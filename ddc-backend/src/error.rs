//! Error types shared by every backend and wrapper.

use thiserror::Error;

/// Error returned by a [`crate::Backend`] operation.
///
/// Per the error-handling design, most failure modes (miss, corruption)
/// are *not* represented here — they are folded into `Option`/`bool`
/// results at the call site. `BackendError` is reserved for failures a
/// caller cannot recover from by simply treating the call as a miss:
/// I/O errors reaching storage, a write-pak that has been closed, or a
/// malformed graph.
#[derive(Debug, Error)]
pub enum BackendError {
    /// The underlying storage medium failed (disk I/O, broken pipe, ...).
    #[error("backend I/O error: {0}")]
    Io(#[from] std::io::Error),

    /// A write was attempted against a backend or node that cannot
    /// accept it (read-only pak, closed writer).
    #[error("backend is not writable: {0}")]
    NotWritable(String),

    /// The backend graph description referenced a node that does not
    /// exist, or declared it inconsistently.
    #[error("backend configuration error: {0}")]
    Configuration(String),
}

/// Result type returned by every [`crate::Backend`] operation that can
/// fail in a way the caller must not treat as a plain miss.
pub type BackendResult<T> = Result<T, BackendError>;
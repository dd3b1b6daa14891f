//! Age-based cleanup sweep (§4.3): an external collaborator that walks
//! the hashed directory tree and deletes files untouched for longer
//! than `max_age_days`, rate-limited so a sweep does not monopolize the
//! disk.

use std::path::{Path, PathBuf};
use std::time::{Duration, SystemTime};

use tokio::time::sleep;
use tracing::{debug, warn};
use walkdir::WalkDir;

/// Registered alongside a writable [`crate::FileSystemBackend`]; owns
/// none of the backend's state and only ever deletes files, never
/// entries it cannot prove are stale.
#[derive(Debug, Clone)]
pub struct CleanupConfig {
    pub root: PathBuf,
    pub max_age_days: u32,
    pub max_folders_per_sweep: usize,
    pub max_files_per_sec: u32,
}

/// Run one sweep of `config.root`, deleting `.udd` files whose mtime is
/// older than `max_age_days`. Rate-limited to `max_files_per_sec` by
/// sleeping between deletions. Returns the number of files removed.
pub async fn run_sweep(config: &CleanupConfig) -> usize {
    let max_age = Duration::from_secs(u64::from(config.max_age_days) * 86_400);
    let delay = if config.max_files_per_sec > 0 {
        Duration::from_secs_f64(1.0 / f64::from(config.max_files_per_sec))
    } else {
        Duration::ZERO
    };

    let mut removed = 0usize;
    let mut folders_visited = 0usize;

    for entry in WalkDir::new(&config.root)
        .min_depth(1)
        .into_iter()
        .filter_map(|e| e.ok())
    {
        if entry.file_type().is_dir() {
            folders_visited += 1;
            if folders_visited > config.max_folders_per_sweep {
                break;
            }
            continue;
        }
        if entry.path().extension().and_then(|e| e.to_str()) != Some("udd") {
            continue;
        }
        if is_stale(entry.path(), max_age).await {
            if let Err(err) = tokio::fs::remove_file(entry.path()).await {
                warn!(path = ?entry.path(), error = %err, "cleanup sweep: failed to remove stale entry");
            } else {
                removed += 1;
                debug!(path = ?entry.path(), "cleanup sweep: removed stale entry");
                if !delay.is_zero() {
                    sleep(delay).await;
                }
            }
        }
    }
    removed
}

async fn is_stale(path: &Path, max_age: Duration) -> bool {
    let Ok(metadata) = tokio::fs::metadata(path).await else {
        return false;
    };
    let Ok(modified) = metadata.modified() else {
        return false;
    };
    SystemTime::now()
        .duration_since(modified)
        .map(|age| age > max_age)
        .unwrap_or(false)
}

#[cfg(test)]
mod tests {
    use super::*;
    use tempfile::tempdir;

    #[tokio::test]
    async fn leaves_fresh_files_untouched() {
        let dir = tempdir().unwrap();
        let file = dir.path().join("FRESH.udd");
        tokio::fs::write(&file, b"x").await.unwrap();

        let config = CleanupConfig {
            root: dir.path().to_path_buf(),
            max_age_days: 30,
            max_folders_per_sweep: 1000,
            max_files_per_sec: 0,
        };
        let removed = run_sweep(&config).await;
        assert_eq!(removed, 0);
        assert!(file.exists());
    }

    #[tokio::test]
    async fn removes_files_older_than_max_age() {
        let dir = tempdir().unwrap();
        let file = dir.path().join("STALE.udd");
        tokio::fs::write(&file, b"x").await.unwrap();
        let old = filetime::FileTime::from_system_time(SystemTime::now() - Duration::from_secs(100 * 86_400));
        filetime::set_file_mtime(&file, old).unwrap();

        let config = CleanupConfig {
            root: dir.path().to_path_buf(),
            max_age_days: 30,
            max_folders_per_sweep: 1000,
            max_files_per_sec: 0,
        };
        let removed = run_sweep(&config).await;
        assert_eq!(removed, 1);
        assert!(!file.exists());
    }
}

(Exercise brief)
With the records above in view, retype each one exactly.

(Solved problem)
filename ddc-backend/src/error.rs
//! Error types shared by every backend and wrapper.

use thiserror::Error;

/// Error returned by a [`crate::Backend`] operation.
///
/// Per the error-handling design, most failure modes (miss, corruption)
/// are *not* represented here — they are folded into `Option`/`bool`
/// results at the call site. `BackendError` is reserved for failures a
/// caller cannot recover from by simply treating the call as a miss:
/// I/O errors reaching storage, a write-pak that has been closed, or a
/// malformed graph.
#[derive(Debug, Error)]
pub enum BackendError {
    /// The underlying storage medium failed (disk I/O, broken pipe, ...).
    #[error("backend I/O error: {0}")]
    Io(#[from] std::io::Error),

    /// A write was attempted against a backend or node that cannot
    /// accept it (read-only pak, closed writer).
    #[error("backend is not writable: {0}")]
    NotWritable(String),

    /// The backend graph description referenced a node that does not
    /// exist, or declared it inconsistently.
    #[error("backend configuration error: {0}")]
    Configuration(String),
}

/// Result type returned by every [`crate::Backend`] operation that can
/// fail in a way the caller must not treat as a plain miss.
pub type BackendResult<T> = Result<T, BackendError>;
repository dd3b1b6daa14891f
//! Age-based cleanup sweep (§4.3): an external collaborator that walks
//! the hashed directory tree and deletes files untouched for longer
//! than `max_age_days`, rate-limited so a sweep does not monopolize the
//! disk.

use std::path::{Path, PathBuf};
use std::time::{Duration, SystemTime};

use tokio::time::sleep;
use tracing::{debug, warn};
use walkdir::WalkDir;

/// Registered alongside a writable [`crate::FileSystemBackend`]; owns
/// none of the backend's state and only ever deletes files, never
/// entries it cannot prove are stale.
#[derive(Debug, Clone)]
pub struct CleanupConfig {
    pub root: PathBuf,
    pub max_age_days: u32,
    pub max_folders_per_sweep: usize,
    pub max_files_per_sec: u32,
}

/// Run one sweep of `config.root`, deleting `.udd` files whose mtime is
/// older than `max_age_days`. Rate-limited to `max_files_per_sec` by
/// sleeping between deletions. Returns the number of files removed.
pub async fn run_sweep(config: &CleanupConfig) -> usize {
    let max_age = Duration::from_secs(u64::from(config.max_age_days) * 86_400);
    let delay = if config.max_files_per_sec > 0 {
        Duration::from_secs_f64(1.0 / f64::from(config.max_files_per_sec))
    } else {
        Duration::ZERO
    };

    let mut removed = 0usize;
    let mut folders_visited = 0usize;

    for entry in WalkDir::new(&config.root)
        .min_depth(1)
        .into_iter()
        .filter_map(|e| e.ok())
    {
        if entry.file_type().is_dir() {
            folders_visited += 1;
            if folders_visited > config.max_folders_per_sweep {
                break;
            }
            continue;
        }
        if entry.path().extension().and_then(|e| e.to_str()) != Some("udd") {
            continue;
        }
        if is_stale(entry.path(), max_age).await {
            if let Err(err) = tokio::fs::remove_file(entry.path()).await {
                warn!(path = ?entry.path(), error = %err, "cleanup sweep: failed to remove stale entry");
            } else {
                removed += 1;
                debug!(path = ?entry.path(), "cleanup sweep: removed stale entry");
                if !delay.is_zero() {
                    sleep(delay).await;
                }
            }
        }
    }
    removed
}

async fn is_stale(path: &Path, max_age: Duration) -> bool {
    let Ok(metadata) = tokio::fs::metadata(path).await else {
        return false;
    };
    let Ok(modified) = metadata.modified() else {
        return false;
    };
    SystemTime::now()
        .duration_since(modified)
        .map(|age| age > max_age)
        .unwrap_or(false)
}

#[cfg(test)]
mod tests {
    use super::*;
    use tempfile::tempdir;

    #[tokio::test]
    async fn leaves_fresh_files_untouched() {
        let dir = tempdir().unwrap();
        let file = dir.path().join("FRESH.udd");
        tokio::fs::write(&file, b"x").await.unwrap();

        let config = CleanupConfig {
            root: dir.path().to_path_buf(),
            max_age_days: 30,
            max_folders_per_sweep: 1000,
            max_files_per_sec: 0,
        };
        let removed = run_sweep(&config).await;
        assert_eq!(removed, 0);
        assert!(file.exists());
    }

    #[tokio::test]
    async fn removes_files_older_than_max_age() {
        let dir = tempdir().unwrap();
        let file = dir.path().join("STALE.udd");
        tokio::fs::write(&file, b"x").await.unwrap();
        let old = filetime::FileTime::from_system_time(SystemTime::now() - Duration::from_secs(100 * 86_400));
        filetime::set_file_mtime(&file, old).unwrap();

        let config = CleanupConfig {
            root: dir.path().to_path_buf(),
            max_age_days: 30,
            max_folders_per_sweep: 1000,
            max_files_per_sec: 0,
        };
        let removed = run_sweep(&config).await;
        assert_eq!(removed, 1);
        assert!(!file.exists());
    }
}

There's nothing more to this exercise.